TEATRO FONDAMENTA NUOVE 2010 PRESENTA...
 

Resi/Dance

PREMIO GIOVANE DANZA D’AUTORE VENETO

SEMIFINALI

In collaborazione con

Operaestate Festival Veneto, Anticorpi XL, Arteven

Tiziana Bolfe | Rebecca D’Andrea  |  Giada Meggiolaro

Nereo Marulli  | Martina Cortelazzo | | Marco D’Agostin

Genny Venerando  | Carla Marazzato | Laura Boato
Venezia, Fondamenta Nuove, 28 febbraio 2010
 

 

di Gabriele FRANCIONI

 

29/30

 

Collegamenti:

- Teatro Fondamenta Nuove

- Anticorpi

- Tiziana Bolfe

- Rebecca D'Andrea

- Giada Meggiolaro

Dopo un'intensa residenza dei partecipanti al Premio GD’A della Regione del Veneto 2010 dal 22 al 27 febbraio al Teatro Fondamenta Nuove, ecco le semifinali “disputate” in un clima di concentrato affiatamento tra singoli e mini-ensemble, coreografi e danzatori.

Orario anomalo (le 3 di un pomeriggio domenicale, Venezia “a pioggia” sugli inizi appena intuiti di una primavera necessaria) e quindi sorprendente il tutto esaurito che accompagna le performance-lampo dei giovani danzatori, immersi nel buio familiare di Fondamenta Nuove.

Sono evidenti alcuni tratti comuni tra le varie prove, forse risultato delle linee d'impostazione della residenza.

In generale, i corpi performanti chiedono insistentemente di mostrarsi, di definire un'iper-scena di sè, anzi, esponendo i dettagli di muscolature e ossature, spesso come esito di discorsi intimi, che entrano ed escono dal nero ambientale accompagnati da pochissimo altro: una radio, un vestito rosso, un costume a sacco pieno d'acqua, nastro adesivo.

Le coreografie sono costruite su stazionamenti o essenziali calcoli assiali della geometria del palco, piuttosto che su esplorazioni cinetiche dello spazio.

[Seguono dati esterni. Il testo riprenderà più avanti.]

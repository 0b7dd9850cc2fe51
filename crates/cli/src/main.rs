mod png;
mod render;

use std::fs;
use std::io::{self, Read};
use std::ops::ControlFlow;
use std::path::{Path, PathBuf};
use std::time::Duration;

use anyhow::{Context, Result, bail};
use clap::{Parser, Subcommand};
use serde::Serialize;
use zpl_label_core::{
    GenerateOptions, LabelFormat, Preview, PrintOrientation, RenderOptions, Symbol, Symbology,
    encode, generate, parse_codes, parse_str, render_forms, render_preview, split_forms,
    symbology::QrPlaceholder, to_pretty_json,
};
use zpl_label_diagnostics::{self as diag, Diagnostic};
use zpl_label_print_client::{PrinterConfig, ReconnectRetryPrinter, TcpPrinter, send_forms};

use crate::render::{Format, print_json, print_summary, render_diagnostics};

// ─── CLI definition ─────────────────────────────────────────────────────────

#[derive(Parser, Debug)]
#[command(
    name = "zpl-label",
    version,
    about = "Preview, generate and print ZPL labels"
)]
struct Cli {
    /// Output mode: "pretty" for coloured terminal output, "json" for
    /// machine-readable JSON. Defaults to "pretty" when stdout is a TTY,
    /// "json" otherwise.
    #[arg(long, global = true, value_parser = ["pretty", "json"])]
    output: Option<String>,

    #[command(subcommand)]
    cmd: Cmd,
}

#[derive(Subcommand, Debug)]
enum Cmd {
    /// Render a ZPL file to a PNG preview.
    Render {
        /// ZPL file, or `-` for stdin.
        file: String,
        /// Canvas pixels per label dot (0.5 to 5.0).
        #[arg(long, default_value_t = RenderOptions::DEFAULT_SCALE)]
        scale: f64,
        /// PNG to write.
        #[arg(long, default_value = "preview.png")]
        out: PathBuf,
        /// Write one PNG per ^XA...^XZ form (`name-1.png`, `name-2.png`, ...).
        #[arg(long)]
        per_form: bool,
    },

    /// Parse a ZPL file and print its document, commands and diagnostics.
    Parse {
        /// ZPL file, or `-` for stdin.
        file: String,
    },

    /// Generate ZPL labels for a list of codes.
    Generate {
        /// Codes separated by commas or whitespace.
        #[arg(long)]
        codes: String,
        /// Barcode symbology (code128, code39, ean13, qr).
        #[arg(long)]
        barcode: Option<Symbology>,
        /// Print orientation (portrait, landscape).
        #[arg(long)]
        orientation: Option<PrintOrientation>,
        /// Label format (auto, 100x150, 60x40, 58x100, 80x50).
        #[arg(long)]
        format: Option<LabelFormat>,
        /// JSON file with generation options; flags override it.
        #[arg(long)]
        options: Option<PathBuf>,
        /// Timestamp printed on each label. Defaults to the local time.
        #[arg(long)]
        timestamp: Option<String>,
        /// Write the ZPL here instead of stdout.
        #[arg(long)]
        out: Option<PathBuf>,
    },

    /// Print the module pattern of a barcode.
    Encode {
        /// Symbology (code128, code39, ean13, qr).
        symbology: Symbology,
        /// Data to encode.
        data: String,
    },

    /// Send a ZPL file to a network printer.
    Print {
        /// ZPL file, or `-` for stdin.
        file: String,
        /// Printer address: IP, IP:PORT, host or host:PORT (port 9100 by default).
        #[arg(long)]
        printer: String,
        /// Connect timeout in seconds.
        #[arg(long, default_value_t = 5)]
        timeout: u64,
        /// Attempts per form for transient failures.
        #[arg(long, default_value_t = 3)]
        retries: u32,
    },

    /// Explain a diagnostic ID (e.g. LBL1001).
    Explain { id: String },
}

// ─── Main ───────────────────────────────────────────────────────────────────

fn main() -> Result<()> {
    let cli = Cli::parse();
    let format = Format::resolve_or_detect(cli.output.as_deref());

    match cli.cmd {
        Cmd::Render {
            file,
            scale,
            out,
            per_form,
        } => cmd_render(&file, scale, &out, per_form, format),
        Cmd::Parse { file } => cmd_parse(&file, format),
        Cmd::Generate {
            codes,
            barcode,
            orientation,
            format: label_format,
            options,
            timestamp,
            out,
        } => {
            let mut opts = match options {
                Some(path) => load_options(&path)?,
                None => GenerateOptions::default(),
            };
            opts.barcode = barcode.unwrap_or(opts.barcode);
            opts.orientation = orientation.unwrap_or(opts.orientation);
            opts.format = label_format.unwrap_or(opts.format);
            cmd_generate(&codes, &opts, timestamp, out.as_deref(), format)
        }
        Cmd::Encode { symbology, data } => cmd_encode(symbology, &data, format),
        Cmd::Print {
            file,
            printer,
            timeout,
            retries,
        } => cmd_print(&file, &printer, timeout, retries, format),
        Cmd::Explain { id } => cmd_explain(&id, format),
    }
}

// ─── Commands ───────────────────────────────────────────────────────────────

#[derive(Serialize)]
struct RenderedForm {
    path: PathBuf,
    width: u32,
    height: u32,
    label_width: u32,
    label_height: u32,
    scale: f64,
    diagnostics: Vec<Diagnostic>,
}

fn cmd_render(file: &str, scale: f64, out: &Path, per_form: bool, format: Format) -> Result<()> {
    let input = read_input(file)?;
    let options = RenderOptions::with_scale(scale);
    let previews: Vec<Preview> = if per_form {
        render_forms(&input, &options)
    } else {
        vec![render_preview(&input, &options)]
    };
    if previews.is_empty() {
        bail!("{file} contains no label forms");
    }

    let count = previews.len();
    let mut rendered = Vec::with_capacity(count);
    for (i, preview) in previews.into_iter().enumerate() {
        let path = png::form_path(out, i, count);
        png::write_png(&preview.canvas, &path)?;

        if format == Format::Pretty {
            let form_input = if per_form {
                split_forms(&input).get(i).copied().unwrap_or(input.as_str())
            } else {
                input.as_str()
            };
            render_diagnostics(form_input, display_name(file), &preview.diagnostics);
            print_summary(&preview.diagnostics);
            println!(
                "label: {}x{} | scale: {}x",
                preview.document.width_dots, preview.document.height_dots, preview.scale
            );
            println!("wrote {}", path.display());
        }

        rendered.push(RenderedForm {
            path,
            width: preview.canvas.width(),
            height: preview.canvas.height(),
            label_width: preview.document.width_dots,
            label_height: preview.document.height_dots,
            scale: preview.scale,
            diagnostics: preview.diagnostics,
        });
    }

    if format == Format::Json {
        print_json(&serde_json::json!({ "forms": rendered }))?;
    }
    Ok(())
}

fn cmd_parse(file: &str, format: Format) -> Result<()> {
    let input = read_input(file)?;
    let result = parse_str(&input);

    // the parse result is the data either way; pretty mode adds annotated
    // diagnostics on stderr
    println!("{}", to_pretty_json(&result)?);
    if format == Format::Pretty {
        render_diagnostics(&input, display_name(file), &result.diagnostics);
        print_summary(&result.diagnostics);
    }
    Ok(())
}

fn cmd_generate(
    codes: &str,
    options: &GenerateOptions,
    timestamp: Option<String>,
    out: Option<&Path>,
    format: Format,
) -> Result<()> {
    let codes = parse_codes(codes);
    let timestamp =
        timestamp.unwrap_or_else(|| chrono::Local::now().format("%Y-%m-%d %H:%M").to_string());
    let zpl = generate(&codes, options, &timestamp).context("cannot generate labels")?;

    let Some(path) = out else {
        println!("{zpl}");
        return Ok(());
    };
    fs::write(path, format!("{zpl}\n"))
        .with_context(|| format!("failed to write {}", path.display()))?;
    match format {
        Format::Json => print_json(&serde_json::json!({
            "path": path,
            "labels": codes.len(),
            "format": options.format,
            "barcode": options.barcode,
            "orientation": options.orientation,
        }))?,
        Format::Pretty => eprintln!("wrote {} label(s) to {}", codes.len(), path.display()),
    }
    Ok(())
}

fn cmd_encode(symbology: Symbology, data: &str, format: Format) -> Result<()> {
    let symbol = encode(symbology, data);
    match (format, &symbol) {
        (Format::Json, Symbol::Linear(pattern)) => print_json(&serde_json::json!({
            "symbology": symbology,
            "data": data,
            "pattern": pattern.to_bit_string(),
            "modules": pattern.len(),
        }))?,
        (Format::Json, Symbol::QrPlaceholder(_)) => print_json(&serde_json::json!({
            "symbology": symbology,
            "data": data,
            "placeholder": qr_rows(),
        }))?,
        (Format::Pretty, Symbol::Linear(pattern)) => {
            println!("{pattern}");
            eprintln!("{} modules, {} bars", pattern.len(), pattern.bar_count());
        }
        (Format::Pretty, Symbol::QrPlaceholder(_)) => {
            for row in qr_rows() {
                println!("{row}");
            }
            eprintln!("QR codes are previewed as a placeholder pattern");
        }
    }
    Ok(())
}

/// The QR placeholder grid, one string of `1`/`0` per row.
fn qr_rows() -> Vec<String> {
    (0..QrPlaceholder::GRID)
        .map(|row| {
            (0..QrPlaceholder::GRID)
                .map(|col| if QrPlaceholder::is_filled(col, row) { '1' } else { '0' })
                .collect()
        })
        .collect()
}

fn cmd_print(file: &str, printer: &str, timeout: u64, retries: u32, format: Format) -> Result<()> {
    let input = read_input(file)?;
    let forms = split_forms(&input);
    if forms.is_empty() {
        bail!("{file} contains no label forms");
    }

    let mut config = PrinterConfig::default();
    config.timeouts.connect = Duration::from_secs(timeout);
    config.retry.max_attempts = retries.max(1);

    let tcp = TcpPrinter::connect(printer, config)
        .with_context(|| format!("cannot connect to printer {printer}"))?;
    let remote = tcp.remote_addr();
    let retry = tcp.config().retry.clone();
    let mut printer = ReconnectRetryPrinter::new(tcp, retry);

    let summary = send_forms(&mut printer, &forms, |progress| {
        if format == Format::Pretty {
            eprintln!("sent {}/{}", progress.sent, progress.total);
        }
        ControlFlow::Continue(())
    })
    .with_context(|| format!("printing to {remote} failed"))?;

    match format {
        Format::Json => print_json(&serde_json::json!({
            "printer": remote.to_string(),
            "sent": summary.sent,
            "total": summary.total,
        }))?,
        Format::Pretty => println!("sent {} form(s) to {remote}", summary.sent),
    }
    Ok(())
}

fn cmd_explain(id: &str, format: Format) -> Result<()> {
    let text = diag::explain(id);
    match format {
        Format::Json => print_json(&serde_json::json!({
            "id": id,
            "explanation": text,
        }))?,
        Format::Pretty => {
            use ariadne::Fmt;
            match text {
                Some(text) => println!("{}: {}", id.fg(ariadne::Color::Cyan), text),
                None => println!("{id}: (no explanation available)"),
            }
        }
    }
    Ok(())
}

// ─── Helpers ────────────────────────────────────────────────────────────────

/// Read `file`, or stdin for `-`.
fn read_input(file: &str) -> Result<String> {
    if file == "-" {
        let mut buf = String::new();
        io::stdin()
            .read_to_string(&mut buf)
            .context("failed to read stdin")?;
        return Ok(buf);
    }
    fs::read_to_string(file).with_context(|| format!("failed to read {file}"))
}

fn display_name(file: &str) -> &str {
    if file == "-" { "<stdin>" } else { file }
}

fn load_options(path: &Path) -> Result<GenerateOptions> {
    let text = fs::read_to_string(path)
        .with_context(|| format!("failed to read options {}", path.display()))?;
    serde_json::from_str(&text).with_context(|| format!("invalid options in {}", path.display()))
}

Assolutamente evidente l'attenzione rivolta verso arti superiori e busto, che diventa interazione combattiva, a forza di urti e colpi autoinflitti, quasi a ricercare nel vuoto la dinamica che è alla base del gesto.

 

Inizia Martina Cortellazzo, in THE CUT-TUK SHOW, apprezzatissimo inizio della pomeridiana. Mima la Clerici dell'ora di pranzo, ma, davanti a una consolle di pentole, polli e marinature, cerca “in aria” la matrice motoria di un movimento danzante delle braccia, che a ritmo di bossanova, ora lente ora rapide, conciano per le feste l'animale bollito e restituiscono la nascosta qualità artistica di un limone accarezzato per essere sbucciato. (27/30)

 

è il momento più originale insieme ad APRI GLI OCCHI AMORE MIO, di e con Laura Boato, anche se i segmenti di danza absoluta sono quelli di Tiziana Bolfe, DIATESI (assolo affascinante, fremito sensuale) e di Rebecca D'Andrea (DISABITATA).

Torniamo agli elementi sempre ritornanti: la stessa Martina si spoglia davanti ai fornelli; così fa Laura, in maniera necessarissima, perché racconta un amore alla deriva ed espone il manifesto del proprio dolore facendo mostra di un sentimento scorticato.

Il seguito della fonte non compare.